The mess that is planning in Canberra
Residents had good reasons to be puzzled by the 16th August decision by the ACT Greenslabor Planning Minister to use his precious ‘call-in’ powers to refuse a development at the McKellar shops. The reasons given caused readers to wonder – did he really say that?
People wondered whether his action was appropriate given that these special planning minister’s powers were supposed to be limited to very dire circumstances.
The media statement gave reasons that seemed very basic. It seemed that there must have been something else – unstated.
Given how many shopping centres have had approvals for residential developments nearby, why was McKellar to be spared what is now a normal developer-driven development.
The residents who were seriously taken aback were those who had made submissions that included the argument that what was being proposed in their suburb or street would cause major traffic issues and problems with parking.
There’s one restaurant, one business and a child-care centre at the McKellar shops – with heaps of parking bays.
The usual response from the government’s preferred traffic experts is that any street can have more parking – and besides, people will be using active travel, Rattenbury scooters and public transport – and do not forget the tram. And the Tardis will fly by the moon tonight.
But despite all those previous knock-backs on parking as an issue, here’s our minister for planning, Mick Gentleman, making a special call-in ruling that excess parking is a reason for knocking back a development application. Good to know!
Please note his August 16 media statement – and be prepared to quote it in future submissions on developments along Northbourne Avenue, Woden and anywhere else.
Mick Gentleman’s reasons for his use of “call-in” powers have become a little loose in recent years. They are now used when Planning gets stuck and cannot find a way out of a mess of its own making. The solution is a quick page of instructions to Mick – and he reads it out as if he knows what he is doing. And we all believe that.

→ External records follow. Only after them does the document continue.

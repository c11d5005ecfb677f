//! Per-connection delivery sink handed to topic handlers.

use std::sync::atomic::{AtomicBool, AtomicU64, Ordering};
use std::sync::Mutex;

use crossbeam_channel::{Sender, TrySendError};
use serde_json::Value;

use crate::message::Message;

/// The delivery sink a handler writes through.
///
/// One `User` exists per connection and is shared by every handler the
/// connection subscribes. The identity is opaque and supplied by whoever
/// accepted the connection. Delivery is non-blocking: once the connection
/// is closed, or when the client's inbound queue is full, writes are
/// dropped rather than stalling the handler.
#[derive(Debug)]
pub struct User {
    identity: Mutex<Option<Value>>,
    first: AtomicBool,
    closed: AtomicBool,
    tx: Sender<Message>,
    dropped: AtomicU64,
}

impl User {
    pub(crate) fn new(tx: Sender<Message>) -> Self {
        Self {
            identity: Mutex::new(None),
            first: AtomicBool::new(false),
            closed: AtomicBool::new(false),
            tx,
            dropped: AtomicU64::new(0),
        }
    }

    /// The opaque identity, if one was attached.
    #[must_use]
    pub fn identity(&self) -> Option<Value> {
        self.identity.lock().ok().and_then(|guard| guard.clone())
    }

    /// Attach an opaque identity (typically right after the upgrade).
    pub fn set_identity(&self, identity: Value) {
        if let Ok(mut guard) = self.identity.lock() {
            *guard = Some(identity);
        }
    }

    /// True only during the single synchronous handler call made at
    /// subscribe time.
    #[must_use]
    pub fn first(&self) -> bool {
        self.first.load(Ordering::Acquire)
    }

    pub(crate) fn set_first(&self, first: bool) {
        self.first.store(first, Ordering::Release);
    }

    /// Queue a message for delivery to this connection.
    ///
    /// Never blocks. Writes after close, and writes that would overflow the
    /// client's inbound queue, are dropped.
    pub fn write(&self, message: Message) {
        if self.closed.load(Ordering::Acquire) {
            return;
        }
        match self.tx.try_send(message) {
            Ok(()) => {}
            Err(TrySendError::Full(_)) | Err(TrySendError::Disconnected(_)) => {
                self.dropped.fetch_add(1, Ordering::Relaxed);
            }
        }
    }

    /// Messages dropped by [`User::write`] since the connection opened.
    #[must_use]
    pub fn dropped(&self) -> u64 {
        self.dropped.load(Ordering::Relaxed)
    }

    pub(crate) fn close(&self) {
        self.closed.store(true, Ordering::Release);
    }

    /// Whether the connection has been torn down.
    #[must_use]
    pub fn is_closed(&self) -> bool {
        self.closed.load(Ordering::Acquire)
    }
}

When it came to the new Dickson supermarket, the Common Ground DA in Dickson and the YWCA proposal for units on the side of Bill Pye Park, the minister obliged. This saved the day as the DAs in question did not meet the requirements.

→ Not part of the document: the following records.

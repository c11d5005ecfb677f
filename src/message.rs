//! Outbound wire envelope.
//!
//! Every frame the broker writes, data deliveries and method
//! acknowledgments alike, shares one envelope shape:
//!
//! ```json
//! { "code": 0|1, "type": "data"|"method", "name": "<topic-or-method>",
//!   "body": <any|null>, "error": "<omitted when ok>", "timestamp": 1693800000 }
//! ```
//!
//! Body and error are mutually exclusive; the constructors enforce it. The
//! `first` flag is not serialized: it routes the message past the client's
//! coalescing queue.

use chrono::Utc;
use serde::{Deserialize, Serialize};
use serde_json::Value;

/// Status code carried by every envelope: `1` ok, `0` error.
pub const CODE_OK: u8 = 1;
/// See [`CODE_OK`].
pub const CODE_ERROR: u8 = 0;

/// Envelope class: handler-produced data or a method acknowledgment.
#[derive(Debug, Clone, Copy, PartialEq, Eq, Serialize, Deserialize)]
#[serde(rename_all = "lowercase")]
pub enum MessageKind {
    /// Topic data produced by a handler.
    Data,
    /// Acknowledgment of a client command.
    Method,
}

/// An immutable outbound message.
#[derive(Debug, Clone, PartialEq, Serialize, Deserialize)]
pub struct Message {
    code: u8,
    #[serde(rename = "type")]
    kind: MessageKind,
    name: String,
    body: Option<Value>,
    #[serde(default, skip_serializing_if = "Option::is_none")]
    error: Option<String>,
    timestamp: i64,
    #[serde(skip)]
    first: bool,
}

impl Message {
    fn new(
        kind: MessageKind,
        name: impl Into<String>,
        result: Result<Value, String>,
        first: bool,
    ) -> Self {
        let (code, body, error) = match result {
            Ok(body) => (CODE_OK, Some(body), None),
            Err(err) => (CODE_ERROR, None, Some(err)),
        };
        Self {
            code,
            kind,
            name: name.into(),
            body,
            error,
            timestamp: Utc::now().timestamp(),
            first,
        }
    }

    /// A data envelope for `topic` carrying a handler-produced payload.
    #[must_use]
    pub fn data(topic: impl Into<String>, body: Value, first: bool) -> Self {
        Self::new(MessageKind::Data, topic, Ok(body), first)
    }

    /// A data envelope for `topic` carrying a handler-supplied error.
    #[must_use]
    pub fn data_error(topic: impl Into<String>, error: impl Into<String>, first: bool) -> Self {
        Self::new(MessageKind::Data, topic, Err(error.into()), first)
    }

    /// A successful acknowledgment for `name` (a method or topic).
    ///
    /// Acknowledgments always bypass the coalescing queue.
    #[must_use]
    pub fn method(name: impl Into<String>, body: Value) -> Self {
        Self::new(MessageKind::Method, name, Ok(body), true)
    }

    /// An error acknowledgment for `name`.
    #[must_use]
    pub fn method_error(name: impl Into<String>, error: impl Into<String>) -> Self {
        Self::new(MessageKind::Method, name, Err(error.into()), true)
    }

    /// The topic (data) or method (acknowledgment) name.
    #[must_use]
    pub fn name(&self) -> &str {
        &self.name
    }

    /// Whether this message must be delivered immediately, bypassing the
    /// coalescing queue.
    #[must_use]
    pub const fn first(&self) -> bool {
        self.first
    }

    /// Whether the envelope carries an error instead of a body.
    #[must_use]
    pub const fn is_error(&self) -> bool {
        self.code == CODE_ERROR
    }

    /// The envelope class.
    #[must_use]
    pub const fn kind(&self) -> MessageKind {
        self.kind
    }

    /// The payload, if the envelope is ok.
    #[must_use]
    pub const fn body(&self) -> Option<&Value> {
        self.body.as_ref()
    }

    /// The error text, if the envelope is an error.
    #[must_use]
    pub fn error(&self) -> Option<&str> {
        self.error.as_deref()
    }

    /// Serialize to the wire text representation.
    ///
    /// The envelope contains only JSON-representable fields, so
    /// serialization cannot fail.
    #[must_use]
    pub fn marshal(&self) -> String {
        serde_json::to_string(self).unwrap_or_default()
    }
}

The Planning directorate’s now go-to solution to work around awkward problems of their own making is to instruct Gentleman to read yet another call-in statement along with some very silly reasons.
This use of call-in powers has worked – with little scrutiny by the media, especially the local ABC. This way of solving seriously embarrassing issues for the government will probably not change as long as the Greenslabor politicians ignore the problems with planning in this city – including who is the one making the mess of things.

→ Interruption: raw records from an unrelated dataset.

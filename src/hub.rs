//! Process-wide broker coordinator.
//!
//! The hub owns the client set, the reader set, the topic registry, and
//! the single ingestion stream. One dispatch loop drains ingestion and
//! fans every event out to the clients; each client absorbs it through
//! its own bounded queue, so a slow consumer is isolated.

use std::collections::HashMap;
use std::sync::atomic::{AtomicBool, Ordering};
use std::sync::{Arc, RwLock};
use std::thread;
use std::time::Duration;

use crossbeam_channel::{bounded, select, tick, Receiver, Sender};
use log::{info, warn};
use uuid::Uuid;

use crate::cancel::{cancel_pair, CancelToken, Canceller};
use crate::client::Client;
use crate::error::{HubError, HubResult};
use crate::event::Event;
use crate::reader::Reader;
use crate::topic::{HandlerFactory, TopicRegistry};
use crate::transport::{FrameReader, FrameWriter};

/// Broker timing and capacity configuration.
#[derive(Debug, Clone)]
pub struct HubConfig {
    /// Time allowed without an inbound liveness response before the read
    /// side fails.
    pub pong_wait: Duration,
    /// Outbound liveness probe period. Must be shorter than `pong_wait`.
    pub ping_period: Duration,
    /// Coalescing queue flush period.
    pub flush_interval: Duration,
    /// Per-client bounded capacity of the handler-to-wire message stream.
    pub message_queue_capacity: usize,
    /// Per-client bounded capacity of the ingested-event dispatch queue.
    /// Overflow rejects the event for that client.
    pub event_queue_capacity: usize,
    /// How often the dispatch loop logs the connected-client count.
    pub client_log_interval: Duration,
}

impl Default for HubConfig {
    fn default() -> Self {
        let pong_wait = Duration::from_secs(60);
        Self {
            pong_wait,
            ping_period: pong_wait * 9 / 10,
            flush_interval: Duration::from_secs(1),
            message_queue_capacity: 64,
            event_queue_capacity: 256,
            client_log_interval: Duration::from_secs(10),
        }
    }
}

/// The broker coordinator. Cheap to clone; all clones share one hub.
#[derive(Clone)]
pub struct Hub {
    inner: Arc<Inner>,
}

struct Inner {
    cfg: HubConfig,
    clients: RwLock<HashMap<Uuid, Client>>,
    readers: RwLock<HashMap<String, Arc<dyn Reader>>>,
    ingest_tx: Sender<Event>,
    registry: TopicRegistry,
    canceller: Canceller,
    token: CancelToken,
    shutdown: AtomicBool,
}

impl Default for Hub {
    fn default() -> Self {
        Self::new()
    }
}

impl Hub {
    /// Start a hub with default configuration.
    #[must_use]
    pub fn new() -> Self {
        Self::with_config(HubConfig::default())
    }

    /// Start a hub and its dispatch loop.
    #[must_use]
    pub fn with_config(cfg: HubConfig) -> Self {
        // Rendezvous hand-off: ingest blocks the producer until the
        // dispatch loop takes the event.
        let (ingest_tx, ingest_rx) = bounded::<Event>(0);
        let (canceller, token) = cancel_pair();

        let hub = Self {
            inner: Arc::new(Inner {
                cfg,
                clients: RwLock::new(HashMap::new()),
                readers: RwLock::new(HashMap::new()),
                ingest_tx,
                registry: TopicRegistry::new(),
                canceller,
                token,
                shutdown: AtomicBool::new(false),
            }),
        };

        let dispatch = hub.clone();
        thread::Builder::new()
            .name("hubcast-hub".to_string())
            .spawn(move || dispatch.dispatch_loop(ingest_rx))
            .expect("failed to spawn hub dispatch loop");
        hub
    }

    /// The broker configuration.
    #[must_use]
    pub fn config(&self) -> &HubConfig {
        &self.inner.cfg
    }

    /// The topic registry this hub resolves subscriptions against.
    #[must_use]
    pub fn topics(&self) -> &TopicRegistry {
        &self.inner.registry
    }

    /// Register a topic handler factory (see [`TopicRegistry::register`]).
    pub fn register_topic(&self, factory: impl HandlerFactory + 'static) {
        self.inner.registry.register(factory);
    }

    /// Wrap an upgraded connection as a registered client.
    ///
    /// The caller attaches an identity and invokes [`Client::run`].
    #[must_use]
    pub fn connect(
        &self,
        reader: Box<dyn FrameReader>,
        writer: Box<dyn FrameWriter>,
    ) -> Client {
        Client::new(self.clone(), reader, writer)
    }

    /// Add a client to the membership set. Idempotent.
    ///
    /// The guard reads the shutdown flag, which [`Hub::shutdown`] raises
    /// before draining the client map, so a client racing shutdown is
    /// rejected and closed rather than stranded in the drained map.
    pub fn register_client(&self, client: Client) {
        if self.inner.shutdown.load(Ordering::Acquire) {
            warn!("hub is shut down, rejecting client {}", client.id());
            client.close();
            return;
        }
        if let Ok(mut clients) = self.inner.clients.write() {
            clients.entry(client.id()).or_insert(client);
        }
    }

    /// Tear a client down and drop it from the membership set. Idempotent.
    pub fn unregister_client(&self, client: &Client) {
        let Ok(mut clients) = self.inner.clients.write() else {
            return;
        };
        if clients.remove(&client.id()).is_some() {
            client.close();
        }
    }

    /// Currently connected clients.
    #[must_use]
    pub fn client_count(&self) -> usize {
        self.inner.clients.read().map_or(0, |clients| clients.len())
    }

    /// Register an external reader and start its ingestion loop.
    ///
    /// Idempotent by reader name: a second registration under a running
    /// reader's name is a no-op and the existing instance keeps running.
    pub fn register_reader(&self, reader: Arc<dyn Reader>) {
        let name = reader.name().to_string();
        {
            let Ok(mut readers) = self.inner.readers.write() else {
                return;
            };
            if readers.contains_key(&name) {
                return;
            }
            reader.set_channel(self.inner.ingest_tx.clone());
            readers.insert(name.clone(), Arc::clone(&reader));
        }

        thread::Builder::new()
            .name(format!("hubcast-reader-{name}"))
            .spawn(move || reader.start())
            .expect("failed to spawn reader loop");
    }

    /// Fetch a registered reader, e.g. to stop one source.
    #[must_use]
    pub fn get_reader(&self, name: &str) -> Option<Arc<dyn Reader>> {
        self.inner
            .readers
            .read()
            .ok()
            .and_then(|readers| readers.get(name).cloned())
    }

    /// A sender bound to the ingestion stream, for collaborators that push
    /// events themselves.
    #[must_use]
    pub fn sender(&self) -> Sender<Event> {
        self.inner.ingest_tx.clone()
    }

    /// Push one event onto the ingestion stream.
    ///
    /// Blocks until the dispatch loop accepts it (unbuffered hand-off): a
    /// producer with no running hub consumer stalls here. This is the
    /// broker's single back-pressure point, not a defect.
    pub fn ingest(&self, event: Event) -> HubResult<()> {
        self.inner
            .ingest_tx
            .send(event)
            .map_err(|_| HubError::ShutDown)
    }

    /// Deliver one event to every connected client.
    ///
    /// Each client absorbs the event through its own bounded queue, so one
    /// slow or failing client never blocks delivery to the others.
    pub fn broadcast(&self, event: Event) {
        let clients: Vec<Client> = match self.inner.clients.read() {
            Ok(clients) => clients.values().cloned().collect(),
            Err(_) => return,
        };
        let event = Arc::new(event);
        for client in clients {
            client.handle_event(Arc::clone(&event));
        }
    }

    /// Stop the broker: stop all readers, close all clients, cancel the
    /// dispatch loop. Idempotent.
    pub fn shutdown(&self) {
        if self.inner.shutdown.swap(true, Ordering::AcqRel) {
            return;
        }
        info!("shutting down hub");

        if let Ok(mut readers) = self.inner.readers.write() {
            for reader in readers.values() {
                reader.stop();
            }
            readers.clear();
        }

        let clients: Vec<Client> = self
            .inner
            .clients
            .write()
            .map(|mut clients| clients.drain().map(|(_, c)| c).collect())
            .unwrap_or_default();
        for client in clients {
            client.close();
        }

        self.inner.canceller.cancel();
    }

    /// Sole consumer of the ingestion stream.
    fn dispatch_loop(&self, ingest_rx: Receiver<Event>) {
        info!("starting hub");
        let census = tick(self.inner.cfg.client_log_interval);
        let cancelled = self.inner.token.channel().clone();
        loop {
            select! {
                recv(ingest_rx) -> event => match event {
                    Ok(event) => self.broadcast(event),
                    Err(_) => break,
                },
                recv(census) -> _ => {
                    let count = self.client_count();
                    if count > 0 {
                        info!("current number of client connections: {count}");
                    }
                }
                recv(cancelled) -> _ => break,
            }
        }
        info!("hub dispatch loop stopped");
    }
}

Given how the planning chief’s planning reforms are predicted to play out, things will be even worse as it is being proposed that these call-in powers should be transferred to the planning chief – with no politicians involved. At least the planning chief will no longer have to ask the planning minister to make a fool of himself.
As for McKellar and the development on the site in question, there’s a developer out there wondering what was that all about.
We now wait to see what next for this Greenslabor minister’s use of call-in powers.
Maybe someone needs to check the planning chief’s too hard DA filing cabinet – there’s probably a couple more sitting there.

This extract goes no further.